Robert Mugabe [has led to] greater understanding of homosexuality across Zimbabwe [since] he declared us worse than pigs and dogs … I don’t know any more effective activism than that! Our own [Martin Ssempa] seems to have borrowed a leaf!

In Africa, Yoweri Museveni has, whether it was by design or not, done precisely that sort of “thunder stealing.” He is on record on more than three occasions telling the world that gays have always been part of the African fabric – “we just didn’t talk about it, nor did we persecute them, ” he told Stephen Sackur. He then went ahead to again distance himself from the Bahati Nazi anti-gay bill that Uganda’s parliament is trying to revive.

Since that interview, Museveni cannot credibly be called a homophobic president. Yes, he has not joined the pro-gay camp but he has managed to render absurd the notion that he favors the persecution of gays in Uganda. I wouldn’t presume to know the man’s mind but Museveni successfully managed to leave us grasping at straws with that interview.

“But the bill is still in Parliament!” we can continue protesting lamely.

True, but in a Parliamentary democracy, the president is not the Parliament, is he? Even if he was (which he used to be until fairly recently when his own MPs rebelled), how can anyone who believes in democracy demand that Parliament muzzles itself simply because the debate to hand rubs them up the wrong way?  When, anyway, has debate ever hurt anyone? If we demand that Museveni intervenes to stop Parliament from debating the bill, won’t that be the exact type of dictatorship our friends in the West constantly warn African presidents against?

Simon Lokodo, Uganda’s Minister of Ethics, made precisely this point when he pronounced that the parliamentary process wouldn’t be interfered with. And he was right.

So, what should we do?

That brings me to the second way we can wrestle the initiative back.

We should stop pretending that Museveni is still our enemy, take the ‘I am not for the bill’ morsel he has thrown our way and push the battle lines forward by demanding even more from him.

Okay, Mr. President. You are not for the Nazi anti-gay bill.

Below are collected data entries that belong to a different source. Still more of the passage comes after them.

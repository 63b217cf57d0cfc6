//! Toukiflow - real-estate inheritance registry acquisition pipeline.
//!
//! Given a scanned registry ledger PDF, extracts the addresses of
//! inheritance/bequest ownership transfers, drives the external registry
//! portal to download one ownership-certificate PDF per address, extracts
//! the owner facts from each certificate, resolves postal codes against the
//! KEN_ALL reference dataset, and merges everything into a final table.

pub mod cli;
pub mod config;
pub mod extract;
pub mod llm;
pub mod models;
pub mod ocr;
pub mod pipeline;
pub mod portal;
pub mod postal;
pub mod tasks;
pub mod utils;
//! KEN_ALL reference table loading and lookup.

use std::path::Path;
use std::sync::OnceLock;

use regex::Regex;
use tracing::{debug, warn};

use super::{normalize, PostalError};
use crate::models::PostalCodeEntry;

/// Sentinel written to the output table when no postal code matched.
pub const NOT_FOUND_SENTINEL: &str = "該当なし";

/// KEN_ALL column count (area code, change flag, postal code, three kana
/// fields, three standard-script fields, six flags).
const KEN_ALL_COLUMNS: usize = 15;

/// Result of a postal lookup for a well-formed address.
#[derive(Debug, Clone, PartialEq, Eq)]
pub enum PostalCodeResult {
    /// 7-digit code formatted `NNN-NNNN`.
    Found(String),
    NotFound,
}

impl PostalCodeResult {
    /// Field value for the output table.
    pub fn as_csv_field(&self) -> &str {
        match self {
            Self::Found(code) => code,
            Self::NotFound => NOT_FOUND_SENTINEL,
        }
    }
}

fn address_pattern() -> &'static Regex {
    static PATTERN: OnceLock<Regex> = OnceLock::new();
    PATTERN.get_or_init(|| {
        Regex::new(r"^(.{2}[都道府県])(.+?[市区町村])(.+)$").expect("valid address pattern")
    })
}

/// In-memory postal reference table.
///
/// Loaded once per process and shared via `Arc`; lookups are read-only.
pub struct PostalTable {
    entries: Vec<PostalCodeEntry>,
}

impl PostalTable {
    /// Load the Shift_JIS KEN_ALL.CSV dataset.
    pub fn load(path: &Path) -> Result<Self, PostalError> {
        let bytes = std::fs::read(path)?;
        let (decoded, _, had_errors) = encoding_rs::SHIFT_JIS.decode(&bytes);
        if had_errors {
            warn!("reference dataset at {} had undecodable bytes", path.display());
        }
        let table = Self::from_reader(decoded.as_bytes())?;
        debug!("loaded {} postal reference rows", table.entries.len());
        Ok(table)
    }

    /// Parse an already-decoded (UTF-8) KEN_ALL stream.
    pub fn from_reader<R: std::io::Read>(reader: R) -> Result<Self, PostalError> {
        let mut csv_reader = csv::ReaderBuilder::new()
            .has_headers(false)
            .from_reader(reader);

        let mut entries = Vec::new();
        for record in csv_reader.records() {
            let record = record?;
            if record.len() < KEN_ALL_COLUMNS {
                return Err(PostalError::ShortRow {
                    expected: KEN_ALL_COLUMNS,
                    got: record.len(),
                });
            }
            entries.push(PostalCodeEntry {
                code: record[2].to_string(),
                prefecture_kana: record[3].to_string(),
                city_kana: record[4].to_string(),
                town_kana: record[5].to_string(),
                prefecture: record[6].to_string(),
                city: record[7].to_string(),
                town: record[8].to_string(),
            });
        }
        Ok(Self { entries })
    }

    /// Build a table from rows directly (used by tests and tooling).
    pub fn from_entries(entries: Vec<PostalCodeEntry>) -> Self {
        Self { entries }
    }

    pub fn len(&self) -> usize {
        self.entries.len()
    }

    pub fn is_empty(&self) -> bool {
        self.entries.is_empty()
    }

    /// Resolve an address to a postal code.
    ///
    /// Exact (prefecture, city, town) match first, then a substring fallback
    /// on the town field. First row in table order wins on ties; the
    /// fallback has no stronger tie-break (known limitation of the source
    /// dataset semantics).
    pub fn lookup(&self, address: &str) -> Result<PostalCodeResult, PostalError> {
        let normalized = normalize(address);

        let captures = address_pattern()
            .captures(&normalized)
            .ok_or_else(|| PostalError::MalformedAddress(normalized.clone()))?;
        let prefecture = &captures[1];
        let city = &captures[2];
        let rest = captures[3]
            .split_whitespace()
            .next()
            .ok_or_else(|| PostalError::MalformedAddress(normalized.clone()))?
            .to_string();

        // Town key is everything before the first digit or hyphen.
        let town_key: String = rest
            .chars()
            .take_while(|c| !c.is_ascii_digit() && *c != '-' && *c != 'ー' && *c != '－')
            .collect();

        let exact = self.entries.iter().find(|e| {
            e.prefecture == prefecture && e.city == city && e.town == town_key
        });

        let matched = exact.or_else(|| {
            self.entries.iter().find(|e| {
                e.prefecture == prefecture && e.city == city && e.town.contains(&town_key)
            })
        });

        match matched {
            Some(entry) => {
                let code = format!("{:0>7}", entry.code);
                Ok(PostalCodeResult::Found(format!(
                    "{}-{}",
                    &code[..3],
                    &code[3..]
                )))
            }
            None => Ok(PostalCodeResult::NotFound),
        }
    }
}

#[cfg(test)]
mod tests {
    use super::*;

    fn entry(code: &str, pref: &str, city: &str, town: &str) -> PostalCodeEntry {
        PostalCodeEntry {
            code: code.to_string(),
            prefecture: pref.to_string(),
            city: city.to_string(),
            town: town.to_string(),
            prefecture_kana: String::new(),
            city_kana: String::new(),
            town_kana: String::new(),
        }
    }

    fn sample_table() -> PostalTable {
        PostalTable::from_entries(vec![
            entry("1000005", "東京都", "千代田区", "丸の内"),
            entry("1000004", "東京都", "千代田区", "大手町"),
            entry("5300001", "大阪府", "大阪市北区", "梅田"),
        ])
    }

    #[test]
    fn exact_match_formats_code() {
        let table = sample_table();
        let result = table.lookup("東京都千代田区丸の内1-1-1").unwrap();
        assert_eq!(result, PostalCodeResult::Found("100-0005".to_string()));
    }

    #[test]
    fn full_width_input_matches() {
        let table = sample_table();
        let result = table.lookup("東京都千代田区丸の内１－１－１").unwrap();
        assert_eq!(result, PostalCodeResult::Found("100-0005".to_string()));
    }

    #[test]
    fn substring_fallback_first_row_wins() {
        let table = PostalTable::from_entries(vec![
            entry("1006890", "東京都", "千代田区", "丸の内オアゾ"),
            entry("1000005", "東京都", "千代田区", "丸の内（次のビルを除く）"),
        ]);
        // No exact 丸の内 row; both towns contain the key, first row in table
        // order wins.
        let result = table.lookup("東京都千代田区丸の内1-1").unwrap();
        assert_eq!(result, PostalCodeResult::Found("100-6890".to_string()));
    }

    #[test]
    fn unknown_address_is_not_found_not_error() {
        let table = sample_table();
        let result = table.lookup("架空県架空市架空町9-9").unwrap();
        assert_eq!(result, PostalCodeResult::NotFound);
        assert_eq!(result.as_csv_field(), NOT_FOUND_SENTINEL);
    }

    #[test]
    fn malformed_address_is_a_hard_error() {
        let table = sample_table();
        let err = table.lookup("丸の内1-1-1").unwrap_err();
        assert!(matches!(err, PostalError::MalformedAddress(_)));
    }

    #[test]
    fn code_is_zero_padded_to_seven_digits() {
        let table = PostalTable::from_entries(vec![entry(
            "600000", "北海道", "札幌市中央区", "大通西",
        )]);
        let result = table.lookup("北海道札幌市中央区大通西1-1").unwrap();
        assert_eq!(result, PostalCodeResult::Found("060-0000".to_string()));
    }

    #[test]
    fn loads_shift_jis_ken_all_rows() {
        let row = "01101,060,0600000,ﾎｯｶｲﾄﾞｳ,ｻｯﾎﾟﾛｼﾁｭｳｵｳｸ,ｵｵﾄﾞｵﾘﾆｼ,北海道,札幌市中央区,大通西,0,0,1,0,0,0\n";
        let (encoded, _, _) = encoding_rs::SHIFT_JIS.encode(row);
        let decoded = encoding_rs::SHIFT_JIS.decode(&encoded).0.into_owned();
        let table = PostalTable::from_reader(decoded.as_bytes()).unwrap();
        assert_eq!(table.len(), 1);
        let result = table.lookup("北海道札幌市中央区大通西5-1").unwrap();
        assert_eq!(result, PostalCodeResult::Found("060-0000".to_string()));
    }
}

But we have an even bigger elephant in the room, one that you can do something about without going on Hardtalk.

Before the Nazi anti-gay bill is debated on the floor of Parliament, gay Ugandans are being discriminated against in the battle against HIV. Your own health ministry officials have acknowledged that 18,000 men who have sex with men (MSM) who are HIV positive are being ignored. Yes, that includes men who are married to women but who also sleep with men in secret, but we are not going to split hairs over that now, are we?

12% of all the 150,000 new HIV cases in 2011 were of MSM, Mr. President. but there is no program in Uganda to address their medical needs. What are you going to do about that?

Imagine the president taking up the HIV/Aids for MSM cry in Uganda while Parliament is debating the judicial murder of those self-same MSM. That would make for excellent political theater, wouldn’t it?

More to the point, it would hand the political initiative back to the gay community who will now be seen as victims that the president is trying to save from a Parliament determined to kill them using infectious disease and the law.